Lloyd Dayes had always wanted to be an internist/general practitioner. He had seen too many sick people in his life and wanted to make a difference. After post-graduate studies, he was bent on returning to Jamaica but was hindered because as a British colony then, the US certification (in medicine) was not recognised here. So he decided to study in Canada to be certified.
It was during his rotating internship at Montreal General Hospital, that a resident allowed him to make his first 'hole in the skull'. One of the doctors told him that he should go into neurosurgery because there were no Jamaican neurosurgeons. After five years at the Montreal Neurological Institute, he applied to the University of the West Indies Hospital but was informed that they could not afford him.
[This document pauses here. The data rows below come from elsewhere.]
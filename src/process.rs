//! # Process Execution
//!
//! Every external command this crate runs goes through the [`CommandRunner`]
//! trait. The trait exists so the orchestration code can be driven by a
//! scripted runner in tests; the real implementation is [`SystemRunner`].
//!
//! ## Contract
//!
//! `run` is total: it never panics and never returns an error. Failures are
//! folded into the exit code:
//!
//! - simulate mode: no process is spawned, the exit code is
//!   [`SIMULATED_EXIT`] (`-1`) and stdout echoes the command,
//! - executable not found: [`NOT_FOUND_EXIT`] (`127`),
//! - any other spawn failure or a signal-terminated process:
//!   [`SPAWN_FAILURE_EXIT`] (`255`).
//!
//! Callers must test failure with [`CommandOutput::is_failure`], which treats
//! the simulate sentinel as success. Checking `exit_code != 0` is wrong.

use std::io::ErrorKind;
use std::process::Command;

use log::{debug, warn};

/// Exit code returned for simulated commands.
pub const SIMULATED_EXIT: i32 = -1;
/// Exit code returned when the executable cannot be located.
pub const NOT_FOUND_EXIT: i32 = 127;
/// Exit code returned for any other failure to run the process.
pub const SPAWN_FAILURE_EXIT: i32 = 255;

/// Captured result of one command.
#[derive(Debug, Clone, PartialEq, Eq)]
pub struct CommandOutput {
    pub exit_code: i32,
    pub stdout: String,
    pub stderr: String,
}

impl CommandOutput {
    /// The sentinel result of a simulated command.
    pub fn simulated(command: &[String]) -> Self {
        Self {
            exit_code: SIMULATED_EXIT,
            stdout: format!("[dry-run] {}", command.join(" ")),
            stderr: String::new(),
        }
    }

    /// Whether this is a real failure (anything but `0` or the simulate sentinel).
    pub fn is_failure(&self) -> bool {
        self.exit_code != 0 && self.exit_code != SIMULATED_EXIT
    }

    pub fn is_simulated(&self) -> bool {
        self.exit_code == SIMULATED_EXIT
    }
}

/// Runs external commands.
pub trait CommandRunner {
    /// Run `command` (program followed by its arguments).
    ///
    /// With `simulate` set, implementations must not spawn anything and must
    /// return [`CommandOutput::simulated`].
    fn run(&self, command: &[String], simulate: bool) -> CommandOutput;
}

/// Runs commands on the host with `std::process::Command`.
#[derive(Debug, Default, Clone, Copy)]
pub struct SystemRunner;

impl CommandRunner for SystemRunner {
    fn run(&self, command: &[String], simulate: bool) -> CommandOutput {
        debug!("Run cmd: {} (dry_run={})", command.join(" "), simulate);
        if simulate {
            return CommandOutput::simulated(command);
        }

        let Some((program, args)) = command.split_first() else {
            return CommandOutput {
                exit_code: NOT_FOUND_EXIT,
                stdout: String::new(),
                stderr: "empty command".to_string(),
            };
        };

        match Command::new(program).args(args).output() {
            Ok(output) => {
                let stdout = String::from_utf8_lossy(&output.stdout).into_owned();
                let mut stderr = String::from_utf8_lossy(&output.stderr).into_owned();
                let exit_code = match output.status.code() {
                    Some(code) => code,
                    None => {
                        if !stderr.is_empty() && !stderr.ends_with('\n') {
                            stderr.push('\n');
                        }
                        stderr.push_str(&format!("{} terminated by signal", program));
                        SPAWN_FAILURE_EXIT
                    }
                };
                debug!(
                    "Cmd rc={} out={} bytes err={} bytes",
                    exit_code,
                    stdout.len(),
                    stderr.len()
                );
                CommandOutput {
                    exit_code,
                    stdout,
                    stderr,
                }
            }
            Err(e) if e.kind() == ErrorKind::NotFound => {
                warn!("Command not found: {}", program);
                CommandOutput {
                    exit_code: NOT_FOUND_EXIT,
                    stdout: String::new(),
                    stderr: format!("command not found: {}: {}", program, e),
                }
            }
            Err(e) => {
                warn!("Unexpected error running {}: {}", command.join(" "), e);
                CommandOutput {
                    exit_code: SPAWN_FAILURE_EXIT,
                    stdout: String::new(),
                    stderr: e.to_string(),
                }
            }
        }
    }
}

/// Build an owned command vector from string slices.
pub fn command<S: AsRef<str>>(parts: &[S]) -> Vec<String> {
    parts.iter().map(|p| p.as_ref().to_string()).collect()
}

#[cfg(test)]
pub(crate) mod testing {
    //! A runner that replies from a script and records every call.

    use super::*;
    use std::cell::RefCell;

    pub(crate) struct ScriptedRunner {
        replies: Vec<(Vec<String>, CommandOutput)>,
        calls: RefCell<Vec<(Vec<String>, bool)>>,
    }

    impl ScriptedRunner {
        pub(crate) fn new() -> Self {
            Self {
                replies: Vec::new(),
                calls: RefCell::new(Vec::new()),
            }
        }

        /// Reply to any command starting with `prefix`. First match wins.
        pub(crate) fn reply(mut self, prefix: &[&str], exit_code: i32, stdout: &str, stderr: &str) -> Self {
            self.replies.push((
                command(prefix),
                CommandOutput {
                    exit_code,
                    stdout: stdout.to_string(),
                    stderr: stderr.to_string(),
                },
            ));
            self
        }

        pub(crate) fn calls(&self) -> Vec<Vec<String>> {
            self.calls.borrow().iter().map(|(c, _)| c.clone()).collect()
        }

        pub(crate) fn simulate_flags(&self) -> Vec<bool> {
            self.calls.borrow().iter().map(|(_, s)| *s).collect()
        }
    }

    impl CommandRunner for ScriptedRunner {
        fn run(&self, command: &[String], simulate: bool) -> CommandOutput {
            self.calls.borrow_mut().push((command.to_vec(), simulate));
            if simulate {
                return CommandOutput::simulated(command);
            }
            self.replies
                .iter()
                .find(|(prefix, _)| command.starts_with(prefix))
                .map(|(_, output)| output.clone())
                .unwrap_or(CommandOutput {
                    exit_code: 0,
                    stdout: String::new(),
                    stderr: String::new(),
                })
        }
    }
}

#[cfg(test)]
mod tests {
    use super::*;

    #[test]
    fn test_simulate_returns_sentinel() {
        let output = SystemRunner.run(&command(&["pkg", "update", "-y"]), true);
        assert_eq!(output.exit_code, SIMULATED_EXIT);
        assert_eq!(output.stdout, "[dry-run] pkg update -y");
        assert!(output.stderr.is_empty());
        assert!(output.is_simulated());
        assert!(!output.is_failure());
    }

    #[test]
    fn test_simulate_never_spawns_missing_program() {
        let output = SystemRunner.run(&command(&["definitely-not-a-real-binary-xyz"]), true);
        assert_eq!(output.exit_code, SIMULATED_EXIT);
    }

    #[test]
    fn test_missing_executable_is_127() {
        let output = SystemRunner.run(&command(&["definitely-not-a-real-binary-xyz", "--help"]), false);
        assert_eq!(output.exit_code, NOT_FOUND_EXIT);
        assert!(output.stdout.is_empty());
        assert!(output.stderr.contains("definitely-not-a-real-binary-xyz"));
        assert!(output.is_failure());
    }

    #[test]
    fn test_empty_command_is_not_found() {
        let output = SystemRunner.run(&[], false);
        assert_eq!(output.exit_code, NOT_FOUND_EXIT);
    }

    #[test]
    #[cfg(unix)]
    fn test_captures_exit_code_and_streams() {
        let output = SystemRunner.run(
            &command(&["sh", "-c", "echo out; echo err >&2; exit 3"]),
            false,
        );
        assert_eq!(output.exit_code, 3);
        assert_eq!(output.stdout.trim(), "out");
        assert_eq!(output.stderr.trim(), "err");
        assert!(output.is_failure());
    }

    #[test]
    #[cfg(unix)]
    fn test_signal_termination_is_255() {
        let output = SystemRunner.run(&command(&["sh", "-c", "kill -9 $$"]), false);
        assert_eq!(output.exit_code, SPAWN_FAILURE_EXIT);
        assert!(output.stderr.contains("terminated by signal"));
    }

    #[test]
    #[cfg(unix)]
    fn test_unexecutable_file_is_255() {
        use std::os::unix::fs::PermissionsExt;

        let temp = tempfile::TempDir::new().unwrap();
        let script = temp.path().join("not-executable");
        std::fs::write(&script, "#!/bin/sh\nexit 0\n").unwrap();
        std::fs::set_permissions(&script, std::fs::Permissions::from_mode(0o644)).unwrap();

        let output = SystemRunner.run(&[script.display().to_string()], false);

        assert_eq!(output.exit_code, SPAWN_FAILURE_EXIT);
        assert!(!output.stderr.is_empty());
        assert!(output.stdout.is_empty());
    }

    #[test]
    fn test_is_failure_ignores_zero_and_sentinel() {
        let ok = CommandOutput {
            exit_code: 0,
            stdout: String::new(),
            stderr: String::new(),
        };
        assert!(!ok.is_failure());
        assert!(!CommandOutput::simulated(&command(&["x"])).is_failure());
        let failed = CommandOutput { exit_code: 1, ..ok };
        assert!(failed.is_failure());
    }
}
Simultaneously, he was invited by Loma Linda University to help establish their Neurosurgical Department; he has been there for 36 years.
Dr. Dayes says he is motivated by "a force outside of myself given to me as a gift by God that points me to achieve out not only for achievement's sake, but to see if I can help others." He sees it as his obligation to "put back to the soil whatever I got from the soil." He noted that his wife, Thelma, is always encouraging him not to forget his roots where he is coming from.
Thirty years ago he established the Woodford Fund at Woodford All-Age School. Each year, a scholarship to attend Kingsway High School is awarded to an outstanding student.
Every year, for the past four years, Dr Dayes has travelled to a country overseas and gives one month's service to the poorest part of that country. He has been to New Guinea, a village in southern India, Dominican Republic and Nigeria.
Having overcome numerous hurdles, Dr. Dayes is a living testimony of his mother's words. She taught him that, "there isn't any difficulty that you will ever meet that there is not a solution. You might not find the solution but someone else will so you should not say there is no solution." Dr. Dayes maintains that the "humblest of beginning is no hindrance to the highest achievement."